Pour que la population civile ne soit pas davantage touchée, le CICR a :

● aidé à protéger les établissements de santé et entrepôts médicaux, en assurant la coordination avec toutes les parties pour qu’elles évitent de les attaquer ;
● immédiatement réagi auprès des belligérants au nom des hôpitaux d’Al Wafa et d’Al Aqsa notamment, quand ils ont été attaqués, ainsi que des ambulances opérant sur le terrain ;
● suivi et rapporté les faits commis par les parties au conflit ayant motivé son inquiétude pendant la conduite des hostilités ; et
● coordonné ses activités avec celles d’autres organisations telles que l’Organisation mondiale de la Santé (OMS) et Médecins sans frontières (MSF).

2) Approvisionnement en eau et assainissement

Le CICR a :

● pris des mesures, depuis le début du conflit, pour rétablir l’accès à l’eau et à l’assainissement de quelque 370 000 personnes ;
● aidé à évaluer et réparer des infrastructures d’approvisionnement en eau et électricité endommagées (sur demande, le CICR a aussi accompagné des techniciens d’autres organisations, pour assurer leur sécurité) ;
● cherché à rétablir l'approvisionnement en eau potable en fournissant du carburant pour les opérations de pompage d'eau de la ville de Gaza et les usines de dessalement de Gaza ;
● élaboré des plans pour réparer ou remplacer les systèmes de générateurs de secours des hôpitaux dont la capacité de production électrique est insuffisante ;
● évalué et aidé à réparer l'infrastructure électrique pour rétablir l'approvisionnement en électricité à (à ce jour) 60 pour cent des niveaux d'avant-guerre ;
● collaboré étroitement avec la compagnie des eaux locale pour vérifier l’état de l’approvisionnement en eau, des installations de distribution de l’eau et des systèmes d’évacuation des eaux usées ;
● mis en place des points d'eau approvisionnant en eau potable dans les endroits où les communautés déplacées ont regagné leurs maisons endommagées ;
● effectué des réparations d’urgence à Beit Hanoun et Rafah notamment, pour rétablir le courant électrique ; et
● fourni 1 500 litres d’eau potable à l’hôpital Kamal Edwan pour l’approvisionnement de l’hôpital Beit Hanoun.

3) Secours

Depuis le début du conflit, le CICR a travaillé en collaboration étroite avec le Croissant-Rouge palestinien pour que les besoins essentiels des personnes privées de logement soient couverts.
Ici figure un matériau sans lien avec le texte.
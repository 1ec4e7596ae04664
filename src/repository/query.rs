//! Typed predicates and field updates over inquiries.
//!
//! Every `InquiryQuery` can be evaluated in memory (`matches`) and rendered as a
//! MongoDB filter (`to_document`); the two renderings must select the same
//! records. `InquiryUpdate` plays the same role for writes.

use bson::{doc, oid::ObjectId, Bson, Document};
use chrono::{DateTime, Utc};

use crate::model::follow_up::FollowUp;
use crate::model::inquiry::{AssignmentStatus, Department, Inquiry, LeadStatus};
use crate::util::{phone, timestamp};

#[derive(Debug, Clone, PartialEq)]
pub enum InquiryQuery {
    All,
    Department(Department),
    AssignmentStatus(AssignmentStatus),
    AssignedTo(ObjectId),
    Unassigned,
    ForwardedBy(ObjectId),
    CreatedBy(ObjectId),
    Course(String),
    PreferredLocation(String),
    Medium(String),
    Status(LeadStatus),
    Phone(String),
    /// Case-insensitive match on name, email or city; digit-only terms also
    /// match the phone with or without its leading `+`.
    Search(String),
    CreatedBetween {
        from: Option<DateTime<Utc>>,
        to: Option<DateTime<Utc>>,
    },
    HasFollowUps,
    Not(Box<InquiryQuery>),
    And(Vec<InquiryQuery>),
    Or(Vec<InquiryQuery>),
}

impl InquiryQuery {
    /// Conjunction that flattens nested `And`s and drops `All`.
    pub fn and(self, other: InquiryQuery) -> InquiryQuery {
        let mut parts = Vec::new();
        for q in [self, other] {
            match q {
                InquiryQuery::All => {}
                InquiryQuery::And(inner) => parts.extend(inner),
                q => parts.push(q),
            }
        }
        match parts.len() {
            0 => InquiryQuery::All,
            1 => parts.remove(0),
            _ => InquiryQuery::And(parts),
        }
    }

    pub fn negate(self) -> InquiryQuery {
        InquiryQuery::Not(Box::new(self))
    }

    pub fn all_of(parts: impl IntoIterator<Item = InquiryQuery>) -> InquiryQuery {
        parts.into_iter().fold(InquiryQuery::All, InquiryQuery::and)
    }

    pub fn matches(&self, inquiry: &Inquiry) -> bool {
        match self {
            InquiryQuery::All => true,
            InquiryQuery::Department(d) => inquiry.department == *d,
            InquiryQuery::AssignmentStatus(s) => inquiry.assignment_status == *s,
            InquiryQuery::AssignedTo(id) => inquiry.assigned_to.as_ref() == Some(id),
            InquiryQuery::Unassigned => inquiry.assigned_to.is_none(),
            InquiryQuery::ForwardedBy(id) => inquiry.forwarded_by.as_ref() == Some(id),
            InquiryQuery::CreatedBy(id) => inquiry.created_by == *id,
            InquiryQuery::Course(c) => inquiry.course == *c,
            InquiryQuery::PreferredLocation(l) => inquiry.preferred_location == *l,
            InquiryQuery::Medium(m) => inquiry.medium == *m,
            InquiryQuery::Status(s) => inquiry.status == *s,
            InquiryQuery::Phone(p) => inquiry.phone == *p,
            InquiryQuery::Search(term) => {
                let needle = term.trim().to_lowercase();
                let text_hit = inquiry.name.to_lowercase().contains(&needle)
                    || inquiry.city.to_lowercase().contains(&needle)
                    || inquiry
                        .email
                        .as_deref()
                        .map(|e| e.to_lowercase().contains(&needle))
                        .unwrap_or(false);
                text_hit
                    || phone::search_digits(term)
                        .map(|digits| inquiry.phone.contains(&digits))
                        .unwrap_or(false)
            }
            InquiryQuery::CreatedBetween { from, to } => {
                from.map(|f| inquiry.created_at >= f).unwrap_or(true)
                    && to.map(|t| inquiry.created_at <= t).unwrap_or(true)
            }
            InquiryQuery::HasFollowUps => !inquiry.follow_ups.is_empty(),
            InquiryQuery::Not(q) => !q.matches(inquiry),
            InquiryQuery::And(qs) => qs.iter().all(|q| q.matches(inquiry)),
            InquiryQuery::Or(qs) => qs.iter().any(|q| q.matches(inquiry)),
        }
    }

    pub fn to_document(&self) -> Document {
        match self {
            InquiryQuery::All => doc! {},
            InquiryQuery::Department(d) => doc! { "department": d.as_str() },
            InquiryQuery::AssignmentStatus(s) => doc! { "assignmentStatus": s.as_str() },
            InquiryQuery::AssignedTo(id) => doc! { "assignedTo": *id },
            // null also matches a missing field
            InquiryQuery::Unassigned => doc! { "assignedTo": Bson::Null },
            InquiryQuery::ForwardedBy(id) => doc! { "forwardedBy": *id },
            InquiryQuery::CreatedBy(id) => doc! { "createdBy": *id },
            InquiryQuery::Course(c) => doc! { "course": c.as_str() },
            InquiryQuery::PreferredLocation(l) => doc! { "preferredLocation": l.as_str() },
            InquiryQuery::Medium(m) => doc! { "medium": m.as_str() },
            InquiryQuery::Status(s) => doc! { "status": s.as_str() },
            InquiryQuery::Phone(p) => doc! { "phone": p.as_str() },
            InquiryQuery::Search(term) => {
                let pattern = escape_regex(term.trim());
                let mut clauses = vec![
                    doc! { "name": { "$regex": pattern.as_str(), "$options": "i" } },
                    doc! { "email": { "$regex": pattern.as_str(), "$options": "i" } },
                    doc! { "city": { "$regex": pattern.as_str(), "$options": "i" } },
                ];
                if let Some(digits) = phone::search_digits(term) {
                    clauses.push(doc! { "phone": { "$regex": escape_regex(&digits) } });
                }
                doc! { "$or": clauses }
            }
            InquiryQuery::CreatedBetween { from, to } => {
                let mut range = Document::new();
                if let Some(f) = from {
                    range.insert("$gte", timestamp::format(f));
                }
                if let Some(t) = to {
                    range.insert("$lte", timestamp::format(t));
                }
                if range.is_empty() {
                    doc! {}
                } else {
                    doc! { "createdAt": range }
                }
            }
            InquiryQuery::HasFollowUps => doc! { "followUps.0": { "$exists": true } },
            InquiryQuery::Not(q) => doc! { "$nor": [q.to_document()] },
            InquiryQuery::And(qs) => match qs.len() {
                0 => doc! {},
                _ => doc! { "$and": qs.iter().map(|q| q.to_document()).collect::<Vec<_>>() },
            },
            InquiryQuery::Or(qs) => match qs.len() {
                // an empty disjunction selects nothing
                0 => doc! { "_id": { "$exists": false } },
                _ => doc! { "$or": qs.iter().map(|q| q.to_document()).collect::<Vec<_>>() },
            },
        }
    }
}

fn escape_regex(input: &str) -> String {
    let mut out = String::with_capacity(input.len());
    for c in input.chars() {
        if "\\.+*?()|[]{}^$#&-~".contains(c) {
            out.push('\\');
        }
        out.push(c);
    }
    out
}

/// Field changes applied to one inquiry in a single write.
#[derive(Debug, Clone, Default, PartialEq)]
pub struct InquiryUpdate {
    pub name: Option<String>,
    pub phone: Option<String>,
    pub email: Option<String>,
    pub city: Option<String>,
    pub education: Option<String>,
    pub course: Option<String>,
    pub preferred_location: Option<String>,
    pub medium: Option<String>,
    pub message: Option<String>,

    pub department: Option<Department>,
    pub assignment_status: Option<AssignmentStatus>,
    /// `Some(None)` clears the owner.
    pub assigned_to: Option<Option<ObjectId>>,
    pub forwarded_by: Option<ObjectId>,
    pub status: Option<LeadStatus>,
    pub pending_first_follow_up: Option<bool>,

    pub push_follow_up: Option<FollowUp>,
    pub replace_follow_up: Option<FollowUp>,
    pub remove_follow_up: Option<ObjectId>,
}

impl InquiryUpdate {
    pub fn is_empty(&self) -> bool {
        *self == InquiryUpdate::default()
    }

    pub fn apply(&self, inquiry: &mut Inquiry, now: DateTime<Utc>) {
        macro_rules! set {
            ($field:ident) => {
                if let Some(ref v) = self.$field {
                    inquiry.$field = v.clone();
                }
            };
        }
        set!(name);
        set!(phone);
        set!(city);
        set!(education);
        set!(course);
        set!(preferred_location);
        set!(medium);
        set!(department);
        set!(assignment_status);
        set!(assigned_to);
        set!(status);
        set!(pending_first_follow_up);
        if let Some(ref email) = self.email {
            inquiry.email = Some(email.clone());
        }
        if let Some(ref message) = self.message {
            inquiry.message = Some(message.clone());
        }
        if let Some(forwarded_by) = self.forwarded_by {
            inquiry.forwarded_by = Some(forwarded_by);
        }
        if let Some(ref follow_up) = self.push_follow_up {
            inquiry.follow_ups.push(follow_up.clone());
        }
        if let Some(ref follow_up) = self.replace_follow_up {
            if let Some(slot) = inquiry.follow_ups.iter_mut().find(|f| f.id == follow_up.id) {
                *slot = follow_up.clone();
            }
        }
        if let Some(id) = self.remove_follow_up {
            inquiry.follow_ups.retain(|f| f.id != id);
        }
        inquiry.updated_at = now;
    }

    /// Extra filter needed to address the follow-up being replaced.
    pub fn follow_up_filter(&self) -> Option<Document> {
        self.replace_follow_up
            .as_ref()
            .map(|f| doc! { "followUps._id": f.id })
    }

    pub fn to_document(&self, now: DateTime<Utc>) -> Result<Document, bson::ser::Error> {
        let mut set = Document::new();
        let mut unset = Document::new();

        let strings = [
            ("name", &self.name),
            ("phone", &self.phone),
            ("email", &self.email),
            ("city", &self.city),
            ("education", &self.education),
            ("course", &self.course),
            ("preferredLocation", &self.preferred_location),
            ("medium", &self.medium),
            ("message", &self.message),
        ];
        for (key, value) in strings {
            if let Some(v) = value {
                set.insert(key, v.clone());
            }
        }
        if let Some(d) = self.department {
            set.insert("department", d.as_str());
        }
        if let Some(s) = self.assignment_status {
            set.insert("assignmentStatus", s.as_str());
        }
        match self.assigned_to {
            Some(Some(owner)) => {
                set.insert("assignedTo", owner);
            }
            Some(None) => {
                unset.insert("assignedTo", "");
            }
            None => {}
        }
        if let Some(f) = self.forwarded_by {
            set.insert("forwardedBy", f);
        }
        if let Some(s) = self.status {
            set.insert("status", s.as_str());
        }
        if let Some(p) = self.pending_first_follow_up {
            set.insert("pendingFirstFollowUp", p);
        }
        if let Some(ref f) = self.replace_follow_up {
            set.insert("followUps.$", bson::to_bson(f)?);
        }
        set.insert("updatedAt", timestamp::format(&now));

        let mut update = doc! { "$set": set };
        if !unset.is_empty() {
            update.insert("$unset", unset);
        }
        if let Some(ref f) = self.push_follow_up {
            update.insert("$push", doc! { "followUps": bson::to_bson(f)? });
        }
        if let Some(id) = self.remove_follow_up {
            update.insert("$pull", doc! { "followUps": { "_id": id } });
        }
        Ok(update)
    }
}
Le conflit d’une intensité sans précédent a déplacé plus de 400 000 personnes, dont beaucoup étaient en quête de sécurité. Vu l'ampleur des déplacements, les efforts conjoints d'assistance du CICR et du Croissant-Rouge palestinien ont consisté à fournir aux personnes chassées de chez elles des secours de base d'urgence - articles ménagers de première nécessité et (lorsqu’ils n’étaient pas fournis par d'autres organisations) des vivres. Le CICR a :

● aidé le Croissant-Rouge à évaluer les besoins des personnes déplacées vivant dans des abris provisoires (bâtiments publics, écoles privées, églises, mosquées, etc.) qui n'ont pas bénéficié d'une aide d'urgence de la part d’autres organisations ; et
● distribué à ce jour des matelas, des couvertures, des jerrycans, des seaux, des articles d'hygiène et des couches pour plus de 17 500 personnes déplacées dans 16 abris provisoires différents et pour 6 550 autres personnes vivant dans des abris provisoires ou avec des familles d'accueil.

La période actuelle de cessez-le feu a permis au CICR et au Croissant-Rouge palestinien de reprendre les évaluations des besoins des personnes dont les maisons ont été entièrement détruites ou gravement endommagées par des obus ou des tirs. Un plan d'action conjoint CICR/Croissant-Rouge palestinien visant à venir en aide à plusieurs milliers de familles, à l’issue des hostilités, est en cours d'élaboration.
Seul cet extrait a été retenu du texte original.